2.4. Boundary-Aware and Robust Segmentation
Accurate boundary delineation is particularly vital in BUS segmentation, as tumor margins often determine malignancy and surgical planning. To this end, dual-head architectures that jointly predict segmentation masks and boundary maps have gained popularity. For example, Boundary-aware Networks[
19,
20] and BESNet[
21] employ auxiliary boundary supervision to enforce edge consistency, leading to sharper and more precise lesion contours.

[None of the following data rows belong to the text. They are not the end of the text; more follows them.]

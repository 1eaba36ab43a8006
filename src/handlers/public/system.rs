use axum::{extract::State, http::StatusCode, response::IntoResponse, Json};
use serde_json::{json, Value};

use crate::server::AppState;

/// GET / - service banner
pub async fn root() -> Json<Value> {
    Json(json!({
        "success": true,
        "data": {
            "name": "Bizdesk API",
            "version": env!("CARGO_PKG_VERSION"),
            "description": "Business management API: identity, permissions and user dependency reassignment",
            "endpoints": {
                "home": "/ (public)",
                "health": "/health (public)",
                "auth": "/api/auth/whoami, /api/auth/token (authenticated)",
                "users": "/api/users/:id/dependencies (users:view), /api/users/:id/reassign (users:edit)",
                "admin": "/api/admin/dependency-modules (admin role)",
            }
        }
    }))
}

/// GET /health - liveness plus a database ping when a database is configured
pub async fn health(State(state): State<AppState>) -> impl IntoResponse {
    let now = chrono::Utc::now();

    let Some(database) = &state.database else {
        return (
            StatusCode::OK,
            Json(json!({
                "success": true,
                "data": {
                    "status": "ok",
                    "timestamp": now,
                    "database": "not_configured",
                    "modules": state.registry.len(),
                }
            })),
        );
    };

    match database.health_check().await {
        Ok(_) => (
            StatusCode::OK,
            Json(json!({
                "success": true,
                "data": {
                    "status": "ok",
                    "timestamp": now,
                    "database": "ok",
                    "modules": state.registry.len(),
                }
            })),
        ),
        Err(e) => {
            tracing::error!("Health check database ping failed: {}", e);
            (
                StatusCode::SERVICE_UNAVAILABLE,
                Json(json!({
                    "success": false,
                    "error": "database unavailable",
                    "data": {
                        "status": "degraded",
                        "timestamp": now,
                        "database": "unreachable",
                    }
                })),
            )
        }
    }
}
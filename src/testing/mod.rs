//! Shared fixtures for unit tests: an RSA signing key standing in for the
//! identity provider, a key fetcher that counts calls, and token helpers.

use async_trait::async_trait;
use jsonwebtoken::jwk::JwkSet;
use jsonwebtoken::{Algorithm, EncodingKey, Header};
use serde_json::{json, Value};
use std::sync::atomic::{AtomicUsize, Ordering};

use crate::auth::jwks::KeyFetcher;
use crate::auth::provider::ProviderError;
use crate::config::{AppConfig, AuthConfig};

pub const TEST_TENANT: &str = "contoso-tenant";
pub const TEST_CLIENT_ID: &str = "client-123";
pub const TEST_SECRET: &str = "test-secret";

pub const TEST_PRIVATE_KEY_PEM: &str = include_str!("../../tests/fixtures/provider_key.pem");

pub const TEST_JWK_N: &str = "yRE6rHuNR0QbHO3H3Kt2pOKGVhQqGZXInOduQNxXzuKlvQTLUTv4l4sggh5_CYYi_cvI-SXVT9kPWSKXxJXBXd_4LkvcPuUakBoAkfh-eiFVMh2VrUyWyj3MFl0HTVF9KwRXLAcwkREiS3npThHRyIxuy0ZMeZfxVL5arMhw1SRELB8HoGfG_AtH89BIE9jDBHZ9dLelK9a184zAf8LwoPLxvJb3Il5nncqPcSfKDDodMFBIMc4lQzDKL5gvmiXLXB1AGLm8KBjfE8s3L5xqi-yUod-j8MtvIj812dkS4QMiRVN_by2h3ZY8LYVGrqZXZTcgn2ujn8uKjXLZVD5TdQ";
pub const TEST_JWK_E: &str = "AQAB";

/// Auth settings matching the fixtures in this module
pub fn test_auth_config() -> AuthConfig {
    let mut auth = AppConfig::development().auth;
    auth.azure_tenant_id = TEST_TENANT.to_string();
    auth.azure_client_id = TEST_CLIENT_ID.to_string();
    auth.jwt_secret = TEST_SECRET.to_string();
    auth
}

/// JWKS publishing the test public key under each of `kids`
pub fn jwk_set(kids: &[&str]) -> JwkSet {
    let keys: Vec<Value> = kids
        .iter()
        .map(|kid| {
            json!({
                "kty": "RSA",
                "kid": kid,
                "alg": "RS256",
                "use": "sig",
                "n": TEST_JWK_N,
                "e": TEST_JWK_E
            })
        })
        .collect();

    serde_json::from_value(json!({ "keys": keys })).expect("test jwks")
}

/// RS256 token signed with the test key
pub fn mint_provider_token(kid: &str, claims: &Value) -> String {
    let mut header = Header::new(Algorithm::RS256);
    header.kid = Some(kid.to_string());
    let key = EncodingKey::from_rsa_pem(TEST_PRIVATE_KEY_PEM.as_bytes()).expect("test key");
    jsonwebtoken::encode(&header, claims, &key).expect("provider token")
}

/// Key fetcher returning a fixed key set (or always failing) and counting calls
pub struct StaticKeyFetcher {
    jwks: Option<JwkSet>,
    calls: AtomicUsize,
}

impl StaticKeyFetcher {
    pub fn new(jwks: JwkSet) -> Self {
        Self {
            jwks: Some(jwks),
            calls: AtomicUsize::new(0),
        }
    }

    pub fn failing() -> Self {
        Self {
            jwks: None,
            calls: AtomicUsize::new(0),
        }
    }

    pub fn fetch_count(&self) -> usize {
        self.calls.load(Ordering::SeqCst)
    }
}

#[async_trait]
impl KeyFetcher for StaticKeyFetcher {
    async fn fetch(&self) -> Result<JwkSet, ProviderError> {
        self.calls.fetch_add(1, Ordering::SeqCst);
        self.jwks
            .clone()
            .ok_or_else(|| ProviderError::UpstreamUnavailable("connection refused".to_string()))
    }
}
pub mod access;
pub mod token;

use std::sync::Arc;

use crate::auth::{
    IdentitySource, InternalTokenService, PermissionStore, PgPermissionStore, ProviderVerifier, SessionIdentity,
    TokenVerifier,
};
use crate::config::AppConfig;
use crate::database::DatabaseManager;

/// Verify `token` the way the server does, including the permission lookup
/// when a database is configured
pub(crate) async fn resolve_identity(
    config: &AppConfig,
    token: &str,
) -> anyhow::Result<Option<(SessionIdentity, IdentitySource)>> {
    let tokens = Arc::new(InternalTokenService::from_config(&config.auth));
    let provider = ProviderVerifier::from_config(&config.auth, &config.security)?;
    let verifier = TokenVerifier::new(provider, tokens);

    let Some((mut identity, source)) = verifier.verify(token).await.into_identity() else {
        return Ok(None);
    };

    if source.permissions_from_store(config.auth.internal_permissions) {
        match config.database.url {
            Some(_) => {
                let database = DatabaseManager::connect(&config.database).await?;
                let store = PgPermissionStore::new(database.pool().clone());
                identity.permissions = store.permissions_for(&identity.id).await?;
                database.close().await;
            }
            None => tracing::warn!("DATABASE_URL not set; permissions for '{}' not loaded", identity.id),
        }
    }

    Ok(Some((identity, source)))
}
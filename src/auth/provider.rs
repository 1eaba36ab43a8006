//! Azure AD access-token verification.
//!
//! Only RS256 is accepted. The token's `kid` selects the signing key from the
//! tenant JWKS (through [`JwksCache`]); audience must be the configured client
//! id and the issuer must be one of the tenant's two issuer forms.

use jsonwebtoken::{decode, decode_header, Algorithm, Validation};
use serde::Deserialize;
use std::sync::Arc;
use thiserror::Error;

use super::identity::{SessionIdentity, DEFAULT_ROLE};
use super::jwks::{HttpKeyFetcher, JwksCache, KeyFetcher};
use crate::config::{AuthConfig, SecurityConfig};

const ALLOWED_ALGORITHMS: [Algorithm; 1] = [Algorithm::RS256];

#[derive(Debug, Error)]
pub enum ProviderError {
    #[error("identity provider not configured")]
    NotConfigured,

    #[error("unsupported algorithm {0:?}")]
    UnsupportedAlgorithm(Algorithm),

    #[error("missing key id")]
    MissingKeyId,

    #[error("signing key '{0}' not found in JWKS")]
    KeyNotFound(String),

    #[error("invalid signing key: {0}")]
    InvalidKey(String),

    #[error("signing keys unavailable: {0}")]
    UpstreamUnavailable(String),

    #[error("missing subject claim")]
    MissingSubject,

    #[error("jwt error: {0}")]
    Jwt(#[from] jsonwebtoken::errors::Error),
}

impl ProviderError {
    pub fn is_upstream(&self) -> bool {
        matches!(self, ProviderError::UpstreamUnavailable(_))
    }
}

/// Claims read from an Azure AD access token
#[derive(Debug, Deserialize)]
struct ProviderClaims {
    oid: Option<String>,
    sub: Option<String>,
    preferred_username: Option<String>,
    email: Option<String>,
    upn: Option<String>,
    name: Option<String>,
    roles: Option<Vec<String>>,
    iat: Option<i64>,
    exp: Option<i64>,
}

impl ProviderClaims {
    /// Permissions are never taken from provider tokens; they are resolved
    /// from the permission store by the caller.
    fn into_identity(self) -> Result<SessionIdentity, ProviderError> {
        let id = self.oid.or(self.sub).ok_or(ProviderError::MissingSubject)?;
        let email = self
            .preferred_username
            .or(self.email)
            .or(self.upn)
            .unwrap_or_default();
        let name = self.name.unwrap_or_else(|| email.clone());
        let roles = self.roles.unwrap_or_else(|| vec![DEFAULT_ROLE.to_string()]);

        Ok(SessionIdentity {
            id,
            email,
            name,
            roles,
            permissions: Vec::new(),
            iat: self.iat,
            exp: self.exp,
        })
    }
}

pub struct ProviderVerifier {
    keys: JwksCache,
    audience: String,
    issuers: Vec<String>,
    configured: bool,
}

impl ProviderVerifier {
    pub fn new(fetcher: Arc<dyn KeyFetcher>, config: &AuthConfig) -> Self {
        Self {
            keys: JwksCache::new(fetcher, config.jwks_cache_max_entries, config.jwks_cache_max_age()),
            audience: config.azure_client_id.clone(),
            issuers: config.accepted_issuers().to_vec(),
            configured: !config.azure_tenant_id.is_empty() && !config.azure_client_id.is_empty(),
        }
    }

    /// Verifier fetching keys from the tenant's JWKS endpoint over HTTPS
    pub fn from_config(config: &AuthConfig, security: &SecurityConfig) -> Result<Self, ProviderError> {
        let timeout = std::time::Duration::from_secs(security.upstream_timeout_secs);
        let fetcher = HttpKeyFetcher::new(&config.jwks_uri(), timeout)?;
        Ok(Self::new(Arc::new(fetcher), config))
    }

    pub async fn verify(&self, token: &str) -> Result<SessionIdentity, ProviderError> {
        if !self.configured {
            return Err(ProviderError::NotConfigured);
        }

        let header = decode_header(token)?;
        if !ALLOWED_ALGORITHMS.contains(&header.alg) {
            return Err(ProviderError::UnsupportedAlgorithm(header.alg));
        }
        let kid = header.kid.as_deref().ok_or(ProviderError::MissingKeyId)?;

        let key = self.keys.get_key(kid).await?;

        let mut validation = Validation::new(header.alg);
        validation.set_audience(&[self.audience.as_str()]);
        validation.set_issuer(self.issuers.as_slice());
        validation
            .required_spec_claims
            .extend(["iss".to_string(), "aud".to_string()]);

        let token_data = decode::<ProviderClaims>(token, &key, &validation)?;
        token_data.claims.into_identity()
    }
}
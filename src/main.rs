use anyhow::Context;
use std::sync::Arc;
use tracing_subscriber::EnvFilter;

use bizdesk_api::auth::{
    InternalTokenService, MemoryPermissionStore, PermissionStore, PgPermissionStore, ProviderVerifier, TokenVerifier,
};
use bizdesk_api::config::{self, AppConfig};
use bizdesk_api::database::{register_standard_sources, DatabaseManager};
use bizdesk_api::is_development;
use bizdesk_api::registry::DependencyRegistry;
use bizdesk_api::server::{self, AppState};

#[tokio::main]
async fn main() -> anyhow::Result<()> {
    // Load .env if present so cargo run picks up DATABASE_URL, AZURE_*, JWT_SECRET
    let _ = dotenvy::dotenv();

    tracing_subscriber::fmt()
        .with_env_filter(EnvFilter::try_from_default_env().unwrap_or_else(|_| EnvFilter::new("info")))
        .init();

    let config = config::config();
    tracing::info!("Starting Bizdesk API in {:?} mode", config.environment);

    let state = build_state(config).await?;
    let database = state.database.clone();
    let app = server::app(state, config);

    let bind_addr = format!("0.0.0.0:{}", config.api.port);
    let listener = tokio::net::TcpListener::bind(&bind_addr)
        .await
        .with_context(|| format!("failed to bind {}", bind_addr))?;

    tracing::info!("Bizdesk API listening on http://{}", bind_addr);

    axum::serve(listener, app)
        .with_graceful_shutdown(shutdown_signal())
        .await
        .context("server error")?;

    if let Some(database) = database {
        database.close().await;
    }
    Ok(())
}

async fn build_state(config: &AppConfig) -> anyhow::Result<AppState> {
    if config.auth.azure_tenant_id.is_empty() || config.auth.azure_client_id.is_empty() {
        tracing::warn!("AZURE_TENANT_ID / AZURE_CLIENT_ID not set; only internal tokens will verify");
    }
    if config.auth.jwt_secret.is_empty() {
        tracing::warn!("JWT_SECRET not set; internal tokens can be neither issued nor verified");
    }

    let tokens = Arc::new(InternalTokenService::from_config(&config.auth));
    let provider =
        ProviderVerifier::from_config(&config.auth, &config.security).context("failed to configure identity provider")?;
    let verifier = Arc::new(TokenVerifier::new(provider, tokens.clone()));
    let registry = Arc::new(DependencyRegistry::new());

    let (database, permissions): (Option<DatabaseManager>, Arc<dyn PermissionStore>) = match &config.database.url {
        Some(_) => {
            let database = DatabaseManager::connect(&config.database)
                .await
                .context("failed to connect to database")?;
            register_standard_sources(&registry, database.pool()).context("failed to register dependency modules")?;
            let permissions: Arc<dyn PermissionStore> = Arc::new(PgPermissionStore::new(database.pool().clone()));
            (Some(database), permissions)
        }
        None => {
            if is_development!() {
                tracing::warn!("DATABASE_URL not set; using in-memory permissions and no dependency modules");
            } else {
                tracing::error!("DATABASE_URL not set outside development; provider users will have no permissions");
            }
            let permissions: Arc<dyn PermissionStore> = Arc::new(MemoryPermissionStore::new());
            (None, permissions)
        }
    };

    tracing::info!(
        "Registered {} dependency module(s); internal token permissions from {:?}",
        registry.len(),
        config.auth.internal_permissions
    );

    Ok(AppState {
        verifier,
        tokens,
        permissions,
        registry,
        database,
        internal_permissions: config.auth.internal_permissions,
    })
}

async fn shutdown_signal() {
    if let Err(e) = tokio::signal::ctrl_c().await {
        tracing::error!("Failed to listen for shutdown signal: {}", e);
    }
    tracing::info!("Shutting down");
}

Robustness to image artifacts — such as speckle noise, low contrast, and domain shift — is another critical requirement for clinical deployment. While data augmentation and noise injection are commonly used during training, few architectures explicitly incorporate noise-robust modules within the network. Recent hybrid models such as HCMNet[
22,
23], which combines CNN, Mamba, and wavelet transforms, demonstrate improved robustness but at the cost of increased complexity and slower inference.
LBA-Net tackles the threefold challenges of accuracy, and efficiency in breast ultrasound (BUS) segmentation by integrating three key components. First, it employs a lightweight MobileNetV3-Small encoder to ensure computational efficiency. Second, it introduces a novel LBA-Block that combines channel and spatial attention through depth-wise operations, achieving minimal computational overhead. Third, it utilizes a boundary-aware dual-head supervision strategy to enhance edge precision and noise resilience. This unified framework optimizes segmentation performance while maintaining real-time deployability.
Unlike transformer-based or hybrid models, LBA-Net avoids heavy global operators, making it suitable for real-time inference on mobile GPUs and edge devices. Unlike generic lightweight U-Nets, it explicitly models boundary structure and suppresses noise through architectural design — not just data augmentation. This positions LBA-Net as a clinically deployable solution that bridges the gap between research innovation and practical CAD system requirements.
3. Methodology
3.1. Overall Architecture
To achieve a favorable trade-off between segmentation accuracy and computational efficiency, LBA-Net integrates several lightweight strategies into its architecture. First, a MobileNetV3-Small backbone is adopted as the encoder to extract multi-scale representations. By leveraging depthwise separable convolutions, squeeze-and-excitation modules, and efficient activation functions, MobileNetV3-Small substantially reduces parameter count and floating-point operations (FLOPs), leading to more than 90% reduction in complexity compared with conventional U-Net encoders.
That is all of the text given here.